In response to the rule implementation in 2013, hospitals developed routine admission orders with embedded copycat language, regardless of insurance type. As a result, providers learned to do this with all admissions, never really understanding the rule at all, or that it only applies to Medicare Part A. This has led to the widespread perception that the rule applies to any plan that has the word “Medicare” attached to it. We should not be surprised that so many people do not understand why the rule doesn’t apply to MA plans.
Everyone knows that on Oct. 1, 2013 the two-midnight rule was implemented. In August 2015, UnitedHealthcare (UHC) declared that it would no longer use the rule to determine inpatient status for the MA plans it offered to enrollees.
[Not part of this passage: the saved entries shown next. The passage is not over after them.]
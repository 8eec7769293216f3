//! Ethereum JSON-RPC client
//!
//! Implements [`ChainClient`] over HTTP with JSON-RPC 2.0 requests.

use crate::core::{SignedTransaction, TxHash};
use crate::network::client::{CallRequest, ChainClient, ClientError, TransactionReceipt};
use alloy_primitives::{hex, Address, Bytes};
use async_trait::async_trait;
use reqwest::{Client, Url};
use serde::{Deserialize, Serialize};
use serde_json::{json, Value};
use std::sync::atomic::{AtomicU64, Ordering};

/// JSON-RPC error code geth/Hardhat use for reverts
const REVERT_ERROR_CODE: i64 = 3;

/// Message fragments nodes use when `eth_estimateGas` cannot find a gas limit
const GAS_ESTIMATION_FAILURES: &[&str] = &[
    "gas required exceeds",
    "exceeds allowance",
    "out of gas",
    "intrinsic gas",
    "cannot estimate gas",
    "exceeds block gas limit",
];

#[derive(Serialize)]
struct RpcRequest<'a> {
    jsonrpc: &'static str,
    id: u64,
    method: &'a str,
    params: Value,
}

#[derive(Deserialize)]
struct RpcResponse {
    #[serde(default)]
    result: Option<Value>,
    #[serde(default)]
    error: Option<RpcErrorObject>,
}

#[derive(Deserialize)]
struct RpcErrorObject {
    code: i64,
    message: String,
}

/// Receipt as returned by `eth_getTransactionReceipt`
#[derive(Deserialize)]
#[serde(rename_all = "camelCase")]
struct RawReceipt {
    transaction_hash: TxHash,
    block_number: String,
    gas_used: String,
    #[serde(default)]
    contract_address: Option<Address>,
    #[serde(default)]
    status: Option<String>,
}

impl RawReceipt {
    fn into_receipt(self) -> Result<TransactionReceipt, ClientError> {
        Ok(TransactionReceipt {
            transaction_hash: self.transaction_hash,
            block_number: to_u64(parse_quantity_str(&self.block_number)?)?,
            gas_used: to_u64(parse_quantity_str(&self.gas_used)?)?,
            contract_address: self.contract_address,
            // Pre-Byzantium receipts carry no status; treat them as successful
            status: match self.status {
                Some(status) => parse_quantity_str(&status)? == 1,
                None => true,
            },
        })
    }
}

/// Format an integer as a JSON-RPC quantity
fn quantity(value: u128) -> String {
    format!("0x{:x}", value)
}

fn parse_quantity_str(s: &str) -> Result<u128, ClientError> {
    let digits = s
        .strip_prefix("0x")
        .ok_or_else(|| ClientError::Decode(format!("quantity without 0x prefix: {}", s)))?;
    if digits.is_empty() {
        return Ok(0);
    }
    u128::from_str_radix(digits, 16)
        .map_err(|e| ClientError::Decode(format!("invalid quantity {}: {}", s, e)))
}

fn to_u64(value: u128) -> Result<u64, ClientError> {
    u64::try_from(value)
        .map_err(|_| ClientError::Decode(format!("quantity {:#x} does not fit in 64 bits", value)))
}

fn parse_quantity(value: &Value) -> Result<u128, ClientError> {
    let s = value
        .as_str()
        .ok_or_else(|| ClientError::Decode(format!("expected quantity string, got {}", value)))?;
    parse_quantity_str(s)
}

fn parse_data(value: &Value) -> Result<Bytes, ClientError> {
    let s = value
        .as_str()
        .ok_or_else(|| ClientError::Decode(format!("expected hex data, got {}", value)))?;
    hex::decode(s)
        .map(Bytes::from)
        .map_err(|e| ClientError::Decode(format!("invalid hex data: {}", e)))
}

/// Lowercase `0x` form of an address, as nodes expect it
fn address_param(address: &Address) -> String {
    hex::encode_prefixed(address)
}

fn call_object(request: &CallRequest) -> Value {
    let mut object = json!({
        "data": hex::encode_prefixed(&request.data),
        "value": quantity(request.value),
    });
    if let Some(from) = request.from {
        object["from"] = json!(address_param(&from));
    }
    if let Some(to) = request.to {
        object["to"] = json!(address_param(&to));
    }
    object
}

/// Map an RPC error object to a structured client error
fn classify_error(method: &str, error: RpcErrorObject) -> ClientError {
    let message = error.message.to_ascii_lowercase();
    let reverted = error.code == REVERT_ERROR_CODE || message.starts_with("execution reverted");
    let estimation_failed = method == "eth_estimateGas"
        && GAS_ESTIMATION_FAILURES
            .iter()
            .any(|fragment| message.contains(fragment));

    if reverted {
        ClientError::Reverted(error.message)
    } else if estimation_failed {
        ClientError::EstimationUnavailable(error.message)
    } else {
        ClientError::Rpc {
            code: error.code,
            message: error.message,
        }
    }
}

/// HTTP JSON-RPC client bound to one endpoint
pub struct JsonRpcClient {
    endpoint: Url,
    http_client: Client,
    next_id: AtomicU64,
}

impl JsonRpcClient {
    /// Create a client for an endpoint URL
    pub fn new(endpoint: &str) -> Result<Self, ClientError> {
        let endpoint = Url::parse(endpoint)
            .map_err(|e| ClientError::Transport(format!("invalid endpoint URL: {}", e)))?;
        Ok(Self::with_client(Client::new(), endpoint))
    }

    /// Create a client with an existing HTTP client
    pub fn with_client(http_client: Client, endpoint: Url) -> Self {
        Self {
            endpoint,
            http_client,
            next_id: AtomicU64::new(1),
        }
    }

    /// Send a request and return its raw `result`
    pub async fn request(&self, method: &str, params: Value) -> Result<Value, ClientError> {
        let request = RpcRequest {
            jsonrpc: "2.0",
            id: self.next_id.fetch_add(1, Ordering::Relaxed),
            method,
            params,
        };

        log::debug!("RPC {} (id {})", method, request.id);

        let response = self
            .http_client
            .post(self.endpoint.clone())
            .json(&request)
            .send()
            .await
            .map_err(|e| ClientError::Transport(format!("HTTP error: {}", e)))?;

        let response: RpcResponse = response
            .json()
            .await
            .map_err(|e| ClientError::Decode(format!("failed to read response: {}", e)))?;

        if let Some(error) = response.error {
            return Err(classify_error(method, error));
        }
        Ok(response.result.unwrap_or(Value::Null))
    }
}

#[async_trait]
impl ChainClient for JsonRpcClient {
    async fn chain_id(&self) -> Result<u64, ClientError> {
        let result = self.request("eth_chainId", json!([])).await?;
        to_u64(parse_quantity(&result)?)
    }

    async fn balance(&self, address: Address) -> Result<u128, ClientError> {
        let result = self
            .request("eth_getBalance", json!([address_param(&address), "latest"]))
            .await?;
        parse_quantity(&result)
    }

    async fn nonce(&self, address: Address) -> Result<u64, ClientError> {
        let result = self
            .request(
                "eth_getTransactionCount",
                json!([address_param(&address), "pending"]),
            )
            .await?;
        to_u64(parse_quantity(&result)?)
    }

    async fn gas_price(&self) -> Result<u128, ClientError> {
        let result = self.request("eth_gasPrice", json!([])).await?;
        parse_quantity(&result)
    }

    async fn estimate_gas(&self, request: &CallRequest) -> Result<u64, ClientError> {
        let result = self
            .request("eth_estimateGas", json!([call_object(request)]))
            .await?;
        to_u64(parse_quantity(&result)?)
    }

    async fn call(&self, request: &CallRequest) -> Result<Bytes, ClientError> {
        let result = self
            .request("eth_call", json!([call_object(request), "latest"]))
            .await?;
        parse_data(&result)
    }

    async fn send_transaction(&self, tx: &SignedTransaction) -> Result<TxHash, ClientError> {
        let result = self
            .request("eth_sendRawTransaction", json!([hex::encode_prefixed(&tx.raw)]))
            .await?;
        serde_json::from_value(result).map_err(|e| ClientError::Decode(e.to_string()))
    }

    async fn transaction_receipt(
        &self,
        hash: TxHash,
    ) -> Result<Option<TransactionReceipt>, ClientError> {
        let result = self
            .request("eth_getTransactionReceipt", json!([hash.to_string()]))
            .await?;
        if result.is_null() {
            return Ok(None);
        }
        let raw: RawReceipt =
            serde_json::from_value(result).map_err(|e| ClientError::Decode(e.to_string()))?;
        raw.into_receipt().map(Some)
    }
}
In 2017, UHC revised their inpatient policy from “physicians should use a 24-hour period as a benchmark (i.e., they should order admission for patients who are expected to need hospital care for 24 hours or more, and treat other patients on an outpatient basis)” to “physicians should use the expectation of the patient to require hospital care that spans at least two midnights period as a benchmark (i.e., they should order admission for patients who are expected to require a hospital stay that crosses two midnights and the medical record supports that reasonable expectation).”
Current UHC policy references the recent decision by the Centers for Medicare & Medicaid Services (CMS) to remove procedures from the Inpatient-Only List with the following statement: “additionally, procedures removed from the (List) may become subject to medical review activities related to the two-midnight rule.” The policy continues to confuse the reader, mischaracterizing inpatient care as “services.” The policy even refers to a commercial policy (URG – 19.01 entitled Elective Inpatient Services; note: title of policy does not include Medicare Advantage).
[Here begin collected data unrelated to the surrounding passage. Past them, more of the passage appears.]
//! Network selection
//!
//! Maps a network selector (`localhost`, `sepolia`, `mainnet`) plus the
//! runner configuration to an immutable [`NetworkProfile`]. Unrecognized
//! selectors resolve to `localhost`.

use crate::config::RunnerConfig;
use std::fmt;

/// Gas price attached to production transactions (0.58 gwei)
pub const MAINNET_GAS_PRICE: u128 = 580_000_000;

/// Local development RPC endpoint
pub const LOCALHOST_RPC_URL: &str = "http://localhost:8545";

/// Known networks
#[derive(Debug, Clone, Copy, PartialEq, Eq, Hash)]
pub enum Network {
    Localhost,
    Sepolia,
    Mainnet,
}

impl Network {
    /// Resolve a selector; anything unrecognized is `Localhost`
    pub fn from_selector(selector: &str) -> Self {
        match selector.trim().to_ascii_lowercase().as_str() {
            "sepolia" => Network::Sepolia,
            "mainnet" => Network::Mainnet,
            _ => Network::Localhost,
        }
    }

    /// Selector name
    pub fn name(&self) -> &'static str {
        match self {
            Network::Localhost => "localhost",
            Network::Sepolia => "sepolia",
            Network::Mainnet => "mainnet",
        }
    }

    /// Human-readable label
    pub fn label(&self) -> &'static str {
        match self {
            Network::Localhost => "Hardhat Local",
            Network::Sepolia => "Sepolia Testnet",
            Network::Mainnet => "Ethereum Mainnet",
        }
    }

    /// Whether transactions here spend real funds
    pub fn is_production(&self) -> bool {
        matches!(self, Network::Mainnet)
    }

    /// Whether the node's reported chain id is acceptable for this network
    pub fn accepts_chain_id(&self, chain_id: u64) -> bool {
        match self {
            Network::Localhost => true,
            Network::Sepolia => chain_id == 11_155_111,
            Network::Mainnet => chain_id == 1,
        }
    }

    /// Block explorer page for an address, if the network has one
    pub fn explorer_url(&self, address: &str) -> Option<String> {
        match self {
            Network::Mainnet => Some(format!("https://etherscan.io/address/{}", address)),
            Network::Sepolia => Some(format!("https://sepolia.etherscan.io/address/{}", address)),
            Network::Localhost => None,
        }
    }
}

impl Default for Network {
    fn default() -> Self {
        Network::Localhost
    }
}

impl fmt::Display for Network {
    fn fmt(&self, f: &mut fmt::Formatter<'_>) -> fmt::Result {
        f.write_str(self.name())
    }
}

/// Everything needed to talk to one network
#[derive(Clone, PartialEq, Eq)]
pub struct NetworkProfile {
    pub network: Network,
    pub label: String,
    pub endpoint_url: String,
    pub signing_key: String,
    /// Gas price in wei attached to production transactions
    pub gas_price_override: Option<u128>,
}

impl NetworkProfile {
    /// Resolve a profile from a selector and the runner configuration
    pub fn resolve(selector: &str, config: &RunnerConfig) -> Self {
        Self::for_network(Network::from_selector(selector), config)
    }

    pub fn for_network(network: Network, config: &RunnerConfig) -> Self {
        let (endpoint_url, signing_key, gas_price_override) = match network {
            Network::Localhost => (LOCALHOST_RPC_URL.to_string(), config.local_key(), None),
            Network::Sepolia => (
                format!("https://sepolia.infura.io/v3/{}", config.api_key),
                config.remote_key(),
                None,
            ),
            Network::Mainnet => (
                format!("https://mainnet.infura.io/v3/{}", config.api_key),
                config.remote_key(),
                Some(MAINNET_GAS_PRICE),
            ),
        };

        Self {
            network,
            label: network.label().to_string(),
            endpoint_url,
            signing_key: signing_key.to_string(),
            gas_price_override,
        }
    }

    pub fn is_production(&self) -> bool {
        self.network.is_production()
    }
}

impl fmt::Debug for NetworkProfile {
    fn fmt(&self, f: &mut fmt::Formatter<'_>) -> fmt::Result {
        // Infura URLs embed the API key
        let endpoint = match self.endpoint_url.rfind('/') {
            Some(idx) if self.network != Network::Localhost => {
                format!("{}/<redacted>", &self.endpoint_url[..idx])
            }
            _ => self.endpoint_url.clone(),
        };
        f.debug_struct("NetworkProfile")
            .field("network", &self.network)
            .field("label", &self.label)
            .field("endpoint_url", &endpoint)
            .field("gas_price_override", &self.gas_price_override)
            .finish_non_exhaustive()
    }
}

#[cfg(test)]
mod tests {
    use super::*;
    use crate::config::DEFAULT_LOCAL_PRIVATE_KEY;

    fn config() -> RunnerConfig {
        RunnerConfig {
            api_key: "KEY".to_string(),
            private_key: Some("0x01".to_string()),
            ..RunnerConfig::default()
        }
    }

    #[test]
    fn test_selectors() {
        assert_eq!(Network::from_selector("localhost"), Network::Localhost);
        assert_eq!(Network::from_selector("sepolia"), Network::Sepolia);
        assert_eq!(Network::from_selector("MAINNET"), Network::Mainnet);
        assert_eq!(Network::from_selector("goerli"), Network::Localhost);
        assert_eq!(Network::from_selector(""), Network::Localhost);
    }

    #[test]
    fn test_localhost_profile() {
        let profile = NetworkProfile::resolve("localhost", &config());
        assert_eq!(profile.label, "Hardhat Local");
        assert_eq!(profile.endpoint_url, "http://localhost:8545");
        assert_eq!(profile.signing_key, DEFAULT_LOCAL_PRIVATE_KEY);
        assert_eq!(profile.gas_price_override, None);
    }

    #[test]
    fn test_remote_profiles() {
        let sepolia = NetworkProfile::resolve("sepolia", &config());
        assert_eq!(sepolia.endpoint_url, "https://sepolia.infura.io/v3/KEY");
        assert_eq!(sepolia.signing_key, "0x01");
        assert_eq!(sepolia.gas_price_override, None);

        let mainnet = NetworkProfile::resolve("mainnet", &config());
        assert_eq!(mainnet.endpoint_url, "https://mainnet.infura.io/v3/KEY");
        assert_eq!(mainnet.gas_price_override, Some(MAINNET_GAS_PRICE));
        assert!(mainnet.is_production());
    }

    #[test]
    fn test_unknown_selector_matches_localhost() {
        assert_eq!(
            NetworkProfile::resolve("polygon", &config()),
            NetworkProfile::resolve("localhost", &config())
        );
    }

    #[test]
    fn test_profile_is_a_snapshot_of_config() {
        let mut config = config();
        let profile = NetworkProfile::resolve("sepolia", &config);
        config.api_key = "OTHER".to_string();
        assert_eq!(profile.endpoint_url, "https://sepolia.infura.io/v3/KEY");
    }

    #[test]
    fn test_debug_redacts_api_key() {
        let profile = NetworkProfile::resolve("mainnet", &config());
        let debug = format!("{:?}", profile);
        assert!(!debug.contains("KEY"));
        assert!(!debug.contains("0x01"));
    }

    #[test]
    fn test_chain_ids_and_explorers() {
        assert!(Network::Mainnet.accepts_chain_id(1));
        assert!(!Network::Mainnet.accepts_chain_id(11_155_111));
        assert!(Network::Localhost.accepts_chain_id(31337));
        assert_eq!(
            Network::Sepolia.explorer_url("0xabc").unwrap(),
            "https://sepolia.etherscan.io/address/0xabc"
        );
        assert!(Network::Localhost.explorer_url("0xabc").is_none());
    }
}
This is a “commercial utilization review guideline,” effective May 1, without any reference to the two-midnight rule. It seems to me to coincide exactly with the Interqual (IQ) screening tool rollout date, but veiled in an “elective” surgery inpatient criteria commercial policy buried on the bottom. Notice how UHC does not reference Interqual in their MA plans directly, but refers you to their commercial policies, so they cannot be accused of using any utilization criteria alone in their Medicare population, consistent with CMS guidance. UHC uses CMS policy and the two-midnight rule in their MA policies, to their benefit, leaving the reader confused about how to apply the Interqual utilization tool and or the two-midnight rule.
The confusion resurfaced in February 2019, when David M. Glaser, Esq. wrote in RACmonitor why MA plans need to follow the two-midnight rule. “42 CFR 422.101 requires MA plans to comply with the Centers for Medicare & Medicaid Services (CMS) national coverage determinations and general coverage guidelines included in original Medicare manuals and instructions, unless superseded by regulations in this part or related instructions. The two-midnight rule is included in the Medicare manuals and is not superseded by regulation, so Medicare Advantage plans must follow it.”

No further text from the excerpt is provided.